More information (http://www.cs.berkeley.edu/~amol) or

Send mail to the author : (amol@cs.berkeley.edu)

Eddies: Mechanism and Policy

Fred Reiss
(Professor Joseph M. Hellerstein)

Database systems operate in a world that changes rapidly, yet traditional query processing engines operate under the assumption that the world always stays the same. Eddies [1] are a query processing architecture that allows for continuously adaptive reordering of relational operators. Previous work on Eddies concentrated on identifying the ways in which operators can be reordered and defining a general framework for continuous adaptivity.

Our current work aims to make Eddies a viable substitute for a traditional static query engine. Naive implementations of the Eddy framework achieve adaptivity, but with a high overhead for each tuple processed. We are working to reduce the overhead of adaptivity through various novel mechanisms. We are also exploring different policies for routing tuples among relational operators in an effort to understand which policies adapt best to different kinds of change.

[1]
R. Avnur and J. Hellerstein, "Eddies: Continuously Adaptive Query Processing," SIGMOD 2000.
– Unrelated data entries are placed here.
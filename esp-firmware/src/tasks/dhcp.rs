// DHCP-Server Task - Vergibt IP-Adressen an verbundene Stationen
//
// Der Access Point hat die statische Adresse AP_IP (192.168.1.1/24) und
// verteilt Leases im selben Netz. Gateway für die Clients ist der AP selbst.
//
// Technische Details:
// - Protokoll: DHCPv4 (RFC 2131), Server-Port 67
// - Library: edge-dhcp (no_std)
// - Adapter: edge-nal-embassy (embassy-net Integration)

use core::net::{Ipv4Addr, SocketAddr};

use defmt::{Debug2Format, error, info, warn};
use edge_dhcp::io::{self, DEFAULT_SERVER_PORT};
use edge_dhcp::server::{Server, ServerOptions};
use edge_nal::UdpBind;
use edge_nal_embassy::{Udp, UdpBuffers};
use embassy_net::Stack;
use embassy_time::{Duration, Timer};

use crate::config::{
    AP_IP, DHCP_MAX_LEASES, DHCP_PACKET_BUFFER_SIZE, DHCP_RESTART_DELAY_MS, DHCP_UDP_BUFFER_SIZE,
};
use crate::tasks::wifi::wait_for_link;

type DhcpUdpBuffers = UdpBuffers<1, DHCP_UDP_BUFFER_SIZE, DHCP_UDP_BUFFER_SIZE>;

/// DHCP Server Task
///
/// Bindet einen UDP-Socket auf `0.0.0.0:67` und beantwortet
/// DISCOVER/REQUEST der Stationen. Fehler im Server-Loop werden geloggt,
/// danach läuft der Server mit denselben Leases weiter.
#[embassy_executor::task]
pub async fn dhcp_server_task(stack: &'static Stack<'static>) {
    info!("DHCP: Task started, waiting for access point link...");
    wait_for_link(stack).await;

    // Buffers leben im Task-Future (statisch allokiert durch embassy)
    let udp_buffers = DhcpUdpBuffers::new();

    loop {
        if let Err(e) = run_dhcp_server(stack, &udp_buffers).await {
            error!("DHCP: Error: {}", e);
        }
        Timer::after(Duration::from_millis(DHCP_RESTART_DELAY_MS)).await;
    }
}

/// Führt den DHCP-Server aus, bis der Socket nicht gebunden werden kann
///
/// Die Lease-Tabelle lebt so lange wie der Socket.
async fn run_dhcp_server(
    stack: &'static Stack<'static>,
    udp_buffers: &DhcpUdpBuffers,
) -> Result<(), DhcpError> {
    let udp_stack = Udp::new(*stack, udp_buffers);

    let mut socket = udp_stack
        .bind(SocketAddr::new(
            Ipv4Addr::UNSPECIFIED.into(),
            DEFAULT_SERVER_PORT,
        ))
        .await
        .map_err(|_| DhcpError::SocketBindFailed)?;

    let mut packet_buf = [0u8; DHCP_PACKET_BUFFER_SIZE];
    let mut gateways = [AP_IP];
    let options = ServerOptions::new(AP_IP, Some(&mut gateways));
    let mut server = Server::<_, DHCP_MAX_LEASES>::new_with_et(AP_IP);

    info!(
        "DHCP: Server running on {} (max {} leases)",
        Debug2Format(&AP_IP),
        DHCP_MAX_LEASES
    );

    loop {
        if let Err(e) = io::server::run(&mut server, &options, &mut socket, &mut packet_buf).await {
            warn!("DHCP: Server error: {}", Debug2Format(&e));
            Timer::after(Duration::from_millis(DHCP_RESTART_DELAY_MS)).await;
        }
    }
}

/// DHCP Fehler-Typen
#[derive(Debug)]
enum DhcpError {
    /// UDP Socket konnte nicht auf Port 67 gebunden werden
    SocketBindFailed,
}

impl defmt::Format for DhcpError {
    fn format(&self, fmt: defmt::Formatter) {
        match self {
            DhcpError::SocketBindFailed => defmt::write!(fmt, "Socket bind failed"),
        }
    }
}
// WiFi Task - Betreibt den Access Point und loggt Stations-Events
use defmt::{Debug2Format, error, info, warn};
use embassy_net::{Runner, Stack};
use embassy_time::{Duration, Timer};
use esp_core::{ApSecurity, StationCounter};
use esp_radio::wifi::{
    AccessPointConfig, AuthMethod, ModeConfig, WifiController, WifiDevice, WifiEvent,
};

use crate::config::{
    WIFI_CHANNEL, WIFI_MAX_CONNECTIONS, WIFI_PASSWORD, WIFI_SECURITY, WIFI_SSID,
};

/// Access Point Task
///
/// Managed den Access Point:
/// - Konfiguriert SSID, Passwort, Kanal und maximale Stationen
/// - Startet den AP (bei Fehler: erneuter Versuch nach 5 s)
/// - Loggt beitretende und verlassende Stationen
#[embassy_executor::task]
pub async fn access_point_task(mut controller: WifiController<'static>) {
    info!("WiFi: Starting access point task");

    let mut stations = StationCounter::new();

    loop {
        if matches!(controller.is_started(), Ok(false)) {
            info!("WiFi: Configuring access point '{}'...", WIFI_SSID);

            let ap_config = ModeConfig::AccessPoint(
                AccessPointConfig::default()
                    .with_ssid(WIFI_SSID.into())
                    .with_password(WIFI_PASSWORD.into())
                    .with_channel(WIFI_CHANNEL)
                    .with_max_connections(WIFI_MAX_CONNECTIONS.into())
                    .with_auth_method(auth_method(WIFI_SECURITY)),
            );

            if let Err(e) = controller.set_config(&ap_config) {
                error!("WiFi: Failed to set configuration: {}", Debug2Format(&e));
                Timer::after(Duration::from_secs(5)).await;
                continue;
            }

            if let Err(e) = controller.start_async().await {
                error!("WiFi: Failed to start: {}", Debug2Format(&e));
                Timer::after(Duration::from_secs(5)).await;
                continue;
            }

            info!(
                "WiFi init done. SSID: {}, channel: {}, security: {}",
                WIFI_SSID, WIFI_CHANNEL, WIFI_SECURITY
            );
        }

        // Auf Stations-Events warten (Events ändern nichts am Programmablauf)
        // Bereits anstehende Events nicht verwerfen, sonst driftet der Zähler
        let events = controller
            .wait_for_events(
                WifiEvent::ApStaConnected | WifiEvent::ApStaDisconnected | WifiEvent::ApStop,
                false,
            )
            .await;

        if events.contains(WifiEvent::ApStaConnected) {
            info!("WiFi: New station joined ({} connected)", stations.joined());
        }
        if events.contains(WifiEvent::ApStaDisconnected) {
            info!("WiFi: A station left ({} connected)", stations.left());
        }
        if events.contains(WifiEvent::ApStop) {
            warn!("WiFi: Access point stopped, restarting...");
            stations = StationCounter::new();
            Timer::after(Duration::from_secs(2)).await;
        }
    }
}

/// Übersetzt den Sicherheits-Modus in die esp-radio Auth-Methode
fn auth_method(security: ApSecurity) -> AuthMethod {
    match security {
        ApSecurity::Open => AuthMethod::None,
        ApSecurity::WpaWpa2Personal => AuthMethod::WpaWpa2Personal,
    }
}

/// Network Task
///
/// Überwacht den Netzwerk-Stack:
/// - Prozessiert Netzwerk-Pakete
/// - Managed TCP/IP Stack
#[embassy_executor::task]
pub async fn net_task(mut runner: Runner<'static, WifiDevice<'static>>) -> ! {
    runner.run().await
}

/// Wartet bis der AP-Link oben ist
///
/// Die IP ist statisch, daher reicht der Link-Status.
/// Prüft alle 500ms.
pub async fn wait_for_link(stack: &'static Stack<'static>) {
    loop {
        if stack.is_link_up() {
            break;
        }
        Timer::after(Duration::from_millis(500)).await;
    }
}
More information (http://www.cs.berkeley.edu/~phred) or

Send mail to the author : (phred@eecs.berkeley.edu)

Boolean Bounding Predicates for Spatial Access Methods

Megan Thomas
(Professor Joseph M. Hellerstein)
National Physical Sciences Consortium Fellowship and Lawrence Livermore National Labs

We are working on a general, experimentally-validated framework for access method optimization. We propose algorithms to improve the performance of tree-structured multi-dimensional indexes like R-trees, SR-trees, and others. Our approach uses empty space on index node pages in order to reduce imprecision in the bounding predicates. We have created APIs in the Generalized Search Trees (GiST) infrastructure to allow an access method designer to use our algorithms. We are implementing and testing a variety of heuristic algorithms to perform our proposed access method performance optimization.


More information (http://www.cs.berkeley.edu/~mct/) or

Send mail to the author : (mct@eecs.berkeley.edu)
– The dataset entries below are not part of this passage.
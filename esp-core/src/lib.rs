//! ESP Core - Platform-agnostic Logic and Traits
//!
//! Diese Crate enthält KEINE ESP-spezifischen Dependencies.
//! Sie definiert Traits, Pure Functions und den MAX7219-Treiber
//! (nur gegen die `embedded-hal` Traits), damit alles auf dem Host testbar ist.

#![no_std]

pub mod color;
pub mod config;
pub mod led;
pub mod matrix;
pub mod page;
pub mod wifi;

// Re-exports für einfachen Zugriff
pub use color::{
    ColorCycle, DutyResolution, NamedColor, RgbDuty, RgbLedWriter, SAMPLE_COLORS, duty_for_level,
};
pub use config::{ConfigError, parse_u8};
pub use led::{LedController, LedError, LedState, LedSwitch, SwitchCommand};
pub use matrix::{Frame, Max7219, MatrixError, Register, ScanAxis, ScanPattern, ScanStep};
pub use page::{LedStatus, led_page};
pub use wifi::{
    ApNetwork, ApSecurity, MAX_AP_CONNECTIONS, StationCounter, validate_channel,
    validate_max_connections, validate_ssid,
};
// Demo 1: WiFi Access Point mit Webseite, die eine GPIO-LED schaltet
// Keine Standard-Bibliothek verwenden (Embedded System)
#![no_std]
// Kein normaler main() Einstiegspunkt (wird von esp_rtos bereitgestellt)
#![no_main]
// Verbiete mem::forget - gefährlich bei ESP HAL Types mit DMA-Buffern
#![deny(
    clippy::mem_forget,
    reason = "mem::forget is generally not safe to do with esp_hal types, especially those \
    holding buffers for the duration of a data transfer."
)]
// Verbiete große Stack-Frames (Stack ist auf Embedded Systemen begrenzt)
#![deny(clippy::large_stack_frames)]

// Heap Allocator (WiFi benötigt dynamischen Speicher)
extern crate alloc;

use defmt::{Debug2Format, info};

// Embassy Async Runtime
use embassy_executor::Spawner;
use embassy_net::{Config as NetConfig, Ipv4Cidr, Stack, StackResources, StaticConfigV4};
use embassy_sync::mutex::Mutex;
use embassy_time::{Duration, Timer};

// ESP32-C6 HAL
use esp_hal::clock::CpuClock;
use esp_hal::rng::Rng;
use esp_hal::timer::timg::TimerGroup;

// Backtrace bei Panic und println!() Support
use {esp_backtrace as _, esp_println as _};

// Projekt-Module und Konfiguration
use esp_peripherie_demos::config::{
    AP_NETWORK, EXTRA_HEAP_SIZE, HTTP_PORT, HTTP_TASK_POOL_SIZE, LED_GPIO_PIN, MDNS_HOSTNAME,
    NET_SOCKET_COUNT, WIFI_HEAP_SIZE, WIFI_SSID,
};
use esp_peripherie_demos::hal::GpioLedSwitch;
use esp_peripherie_demos::tasks::{
    access_point_task, dhcp_server_task, http_server_task, mdns_responder_task, net_task,
};
use esp_peripherie_demos::{LedController, SharedLed};

// ESP-IDF App Descriptor - erforderlich für den Bootloader!
// Ohne diesen schlägt das Flashen mit "ESP-IDF App Descriptor missing" fehl
esp_bootloader_esp_idf::esp_app_desc!();

/// Main Entry Point
///
/// Initialisiert LED, WiFi im AP-Modus und den Netzwerk-Stack mit statischer IP,
/// spawnt AP-, DHCP-, HTTP- und mDNS-Tasks. Danach schläft main().
#[esp_rtos::main]
async fn main(spawner: Spawner) -> ! {
    // ESP32-C6 Konfiguration: CPU auf maximale Taktfrequenz (160 MHz)
    let config = esp_hal::Config::default().with_cpu_clock(CpuClock::max());
    let peripherals = esp_hal::init(config);

    // Heap Allocator initialisieren (WiFi braucht dynamischen Speicher!)
    esp_alloc::heap_allocator!(
        #[esp_hal::ram(reclaimed)]
        size: WIFI_HEAP_SIZE
    );
    esp_alloc::heap_allocator!(size: EXTRA_HEAP_SIZE);

    // Embassy Runtime initialisieren (Timer + Software Interrupt)
    let timg0 = TimerGroup::new(peripherals.TIMG0);
    let sw_interrupt =
        esp_hal::interrupt::software::SoftwareInterruptControl::new(peripherals.SW_INTERRUPT);
    esp_rtos::start(timg0.timer0, sw_interrupt.software_interrupt0);

    // LED zuerst: ohne schaltbaren Pin ist die Demo sinnlos
    let led = LedController::new(GpioLedSwitch::new(peripherals.GPIO5))
        .expect("Failed to initialize LED");
    info!("LED on GPIO{} ready (off)", LED_GPIO_PIN);

    static LED: static_cell::StaticCell<SharedLed> = static_cell::StaticCell::new();
    let led = &*LED.init(Mutex::new(led));

    // WiFi Hardware initialisieren
    static RADIO_INIT: static_cell::StaticCell<esp_radio::Controller> =
        static_cell::StaticCell::new();
    let radio_init =
        RADIO_INIT.init(esp_radio::init().expect("Failed to initialize Wi-Fi/BLE controller"));

    let (wifi_controller, wifi_interface) =
        esp_radio::wifi::new(radio_init, peripherals.WIFI, Default::default())
            .expect("Failed to initialize Wi-Fi");

    // Random seed für TCP/IP Stack (von Hardware RNG)
    let rng = Rng::new();
    let seed = (rng.random() as u64) << 32 | rng.random() as u64;

    // Static resources für embassy-net
    static RESOURCES: static_cell::StaticCell<StackResources<NET_SOCKET_COUNT>> =
        static_cell::StaticCell::new();
    let resources = RESOURCES.init(StackResources::new());

    // Statische IP: der AP ist Gateway seines eigenen Netzes
    let net_config = NetConfig::ipv4_static(StaticConfigV4 {
        address: Ipv4Cidr::new(AP_NETWORK.address, AP_NETWORK.prefix_len),
        gateway: Some(AP_NETWORK.gateway),
        dns_servers: Default::default(),
    });

    // embassy-net erstellt Stack + Runner (AP interface)
    let (stack, runner) = embassy_net::new(wifi_interface.ap, net_config, resources, seed);

    // Stack muss 'static sein für Tasks
    static STACK: static_cell::StaticCell<Stack<'static>> = static_cell::StaticCell::new();
    let stack = &*STACK.init(stack);

    // Spawn WiFi Tasks
    spawner.spawn(access_point_task(wifi_controller)).unwrap();
    spawner.spawn(net_task(runner)).unwrap();
    spawner.spawn(dhcp_server_task(stack)).unwrap();

    // Spawn HTTP Server Tasks (mehrere für concurrent connections)
    for task_id in 0..HTTP_TASK_POOL_SIZE {
        spawner.spawn(http_server_task(task_id, stack, led)).unwrap();
    }

    // Spawn mDNS Responder Task (für led.local Hostname)
    spawner.spawn(mdns_responder_task(stack)).unwrap();

    info!(
        "Access point '{}' up, open http://{}:{}/ or http://{}.local/ (netmask {})",
        WIFI_SSID,
        Debug2Format(&AP_NETWORK.address),
        HTTP_PORT,
        MDNS_HOSTNAME,
        Debug2Format(&AP_NETWORK.netmask())
    );

    // Main-Loop: schläft (alle Arbeit läuft in Tasks)
    loop {
        Timer::after(Duration::from_secs(3600)).await;
    }
}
Robust, Scalable Dataflows in Telegraph

Mehul Shah
(Professor Joseph M. Hellerstein)

There are a number of data-intensive applications that involve long-running dataflow programs. Some examples include data mining queries, crawls over "deep-web" databases, and publish/subscribe data dissemination systems. The latter application is most challenging because it requires scaling to millions of user registered "continuous" queries running over a number of sources. We must apply newly generated data to these queries and quickly disseminate the results.
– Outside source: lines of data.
//! Integration Tests für die WiFi-LED Logik
//!
//! Diese Tests laufen auf dem Host (x86_64) und nutzen MockLedSwitch

use esp_core::{
    ApNetwork, ApSecurity, ConfigError, LedController, LedError, LedState, LedStatus, LedSwitch,
    MAX_AP_CONNECTIONS, StationCounter, SwitchCommand, led_page, parse_u8, validate_channel,
    validate_max_connections, validate_ssid,
};

// ============================================================================
// Mock LED Switch
// ============================================================================

#[derive(Default)]
pub struct MockLedSwitch {
    pub level: Option<bool>,
    pub write_count: usize,
    pub fail_next_write: bool,
}

impl MockLedSwitch {
    pub fn new() -> Self {
        Self::default()
    }
}

impl LedSwitch for MockLedSwitch {
    fn set_level(&mut self, on: bool) -> Result<(), LedError> {
        if self.fail_next_write {
            self.fail_next_write = false;
            return Err(LedError::WriteFailed);
        }

        self.level = Some(on);
        self.write_count += 1;
        Ok(())
    }
}

fn controller() -> LedController<MockLedSwitch> {
    LedController::new(MockLedSwitch::new()).unwrap()
}

// ============================================================================
// Tests: LedController
// ============================================================================

#[test]
fn test_controller_starts_off() {
    let led = controller();
    assert_eq!(led.state(), LedState::Off);
    assert_eq!(led.switch().level, Some(false));
    assert_eq!(led.switch().write_count, 1);
}

#[test]
fn test_controller_turn_on_and_off() {
    let mut led = controller();

    assert_eq!(led.apply(SwitchCommand::TurnOn), Ok(LedState::On));
    assert_eq!(led.state(), LedState::On);
    assert_eq!(led.switch().level, Some(true));

    assert_eq!(led.apply(SwitchCommand::TurnOff), Ok(LedState::Off));
    assert_eq!(led.state(), LedState::Off);
    assert_eq!(led.switch().level, Some(false));
}

#[test]
fn test_controller_repeated_command_is_idempotent() {
    let mut led = controller();
    led.apply(SwitchCommand::TurnOn).unwrap();
    led.apply(SwitchCommand::TurnOn).unwrap();

    assert_eq!(led.state(), LedState::On);
    // Pin wird bei jedem Kommando geschrieben, auch ohne Zustandswechsel
    assert_eq!(led.switch().write_count, 3);
}

#[test]
fn test_controller_init_fails_when_pin_fails() {
    let mut switch = MockLedSwitch::new();
    switch.fail_next_write = true;

    let result = LedController::new(switch);
    assert!(result.is_err());
}

#[test]
fn test_controller_failed_apply_does_not_change_state() {
    struct BrokenAfterInit {
        writes: usize,
    }

    impl LedSwitch for BrokenAfterInit {
        fn set_level(&mut self, _on: bool) -> Result<(), LedError> {
            self.writes += 1;
            if self.writes > 1 {
                Err(LedError::WriteFailed)
            } else {
                Ok(())
            }
        }
    }

    let mut led = LedController::new(BrokenAfterInit { writes: 0 }).unwrap();
    assert_eq!(
        led.apply(SwitchCommand::TurnOn),
        Err(LedError::WriteFailed)
    );
    assert_eq!(led.state(), LedState::Off);
}

// ============================================================================
// Tests: Routing + Seite
// ============================================================================

#[test]
fn test_request_path_drives_page() {
    use core::convert::TryFrom;

    let mut led = controller();

    let cmd = SwitchCommand::try_from("/on").unwrap();
    let state = led.apply(cmd).unwrap();
    assert!(led_page(state).contains("LED State: ON"));

    let cmd = SwitchCommand::try_from("/off").unwrap();
    let state = led.apply(cmd).unwrap();
    assert!(led_page(state).contains("LED State: OFF"));
}

#[test]
fn test_unknown_path_is_rejected() {
    use core::convert::TryFrom;
    assert!(SwitchCommand::try_from("/toggle").is_err());
    assert!(SwitchCommand::try_from("").is_err());
}

#[test]
fn test_page_is_identical_for_root_and_switch() {
    // GET / zeigt für denselben Zustand exakt dieselbe Seite wie /on bzw. /off
    let mut led = controller();
    let after_on = led_page(led.apply(SwitchCommand::TurnOn).unwrap());
    assert_eq!(led_page(led.state()), after_on);
}

#[test]
fn test_status_json() {
    let mut buf = [0u8; 32];

    let n = serde_json_core::to_slice(&LedStatus::from(LedState::On), &mut buf).unwrap();
    assert_eq!(core::str::from_utf8(&buf[..n]).unwrap(), r#"{"led":"on"}"#);

    let n = serde_json_core::to_slice(&LedStatus::from(LedState::Off), &mut buf).unwrap();
    assert_eq!(core::str::from_utf8(&buf[..n]).unwrap(), r#"{"led":"off"}"#);
}

// ============================================================================
// Tests: Access Point Konfiguration
// ============================================================================

#[test]
fn test_ap_security() {
    assert_eq!(ApSecurity::for_password(""), Ok(ApSecurity::Open));
    assert_eq!(
        ApSecurity::for_password("12345678"),
        Ok(ApSecurity::WpaWpa2Personal)
    );
    assert_eq!(
        ApSecurity::for_password("1234567"),
        Err(ConfigError::InvalidPasswordLength)
    );
    let too_long = "x".repeat(64);
    assert_eq!(
        ApSecurity::for_password(&too_long),
        Err(ConfigError::InvalidPasswordLength)
    );
}

#[test]
fn test_channel_validation() {
    assert_eq!(parse_u8("1").and_then(validate_channel), Ok(1));
    assert_eq!(parse_u8("13").and_then(validate_channel), Ok(13));
    assert_eq!(
        parse_u8("0").and_then(validate_channel),
        Err(ConfigError::InvalidChannel)
    );
    assert_eq!(
        parse_u8("14").and_then(validate_channel),
        Err(ConfigError::InvalidChannel)
    );
}

#[test]
fn test_ssid_validation() {
    assert_eq!(validate_ssid("esp32c6-led"), Ok("esp32c6-led"));
    assert_eq!(validate_ssid(""), Err(ConfigError::InvalidSsidLength));

    let max = "s".repeat(32);
    assert_eq!(validate_ssid(&max), Ok(max.as_str()));
    let too_long = "s".repeat(33);
    assert_eq!(validate_ssid(&too_long), Err(ConfigError::InvalidSsidLength));
}

#[test]
fn test_max_connections_validation() {
    assert_eq!(parse_u8("1").and_then(validate_max_connections), Ok(1));
    assert_eq!(
        parse_u8("10").and_then(validate_max_connections),
        Ok(MAX_AP_CONNECTIONS)
    );
    assert_eq!(
        parse_u8("0").and_then(validate_max_connections),
        Err(ConfigError::InvalidMaxConnections)
    );
    assert_eq!(
        parse_u8("11").and_then(validate_max_connections),
        Err(ConfigError::InvalidMaxConnections)
    );
    assert_eq!(
        parse_u8("255").and_then(validate_max_connections),
        Err(ConfigError::InvalidMaxConnections)
    );
}

#[test]
fn test_ap_network_defaults() {
    let net = ApNetwork::DEFAULT;
    assert_eq!(net.address.octets(), [192, 168, 1, 1]);
    assert_eq!(net.gateway, net.address);
    assert_eq!(net.prefix_len, 24);
    assert_eq!(net.netmask().octets(), [255, 255, 255, 0]);
}

#[test]
fn test_netmask_with_oversized_prefix() {
    let net = ApNetwork {
        prefix_len: 33,
        ..ApNetwork::DEFAULT
    };
    assert_eq!(net.netmask().octets(), [255, 255, 255, 255]);
}

#[test]
fn test_station_counter() {
    let mut stations = StationCounter::new();
    stations.joined();
    stations.joined();
    stations.left();
    assert_eq!(stations.connected(), 1);
    stations.left();
    stations.left();
    assert_eq!(stations.connected(), 0);
}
We can scale these applications by running them across a shared-nothing cluster of computers. However, the runtime environment on this platform is unpredictable. Node failures can occur due to Heisenbugs in the underlying system, and load imbalances can arise due to heterogeneity in the hardware. Moreover, in long-running dataflows the underlying source data distributions can change leading to further imbalances.

The Telegraph system provides a dataflow programming environment that is robust in the face of this volatility. The mechanism for achieving this robustness is the Flux operator that we interpose between stages of a dataflow pipeline. The Flux operator is a generalization of the exchange operator. It encapsulates the logic for detecting and correcting load-imbalances at runtime and rapidly recovering from node failures. We are currently investigating policies for migrating state for load-balancing, and replication for fault-tolerance.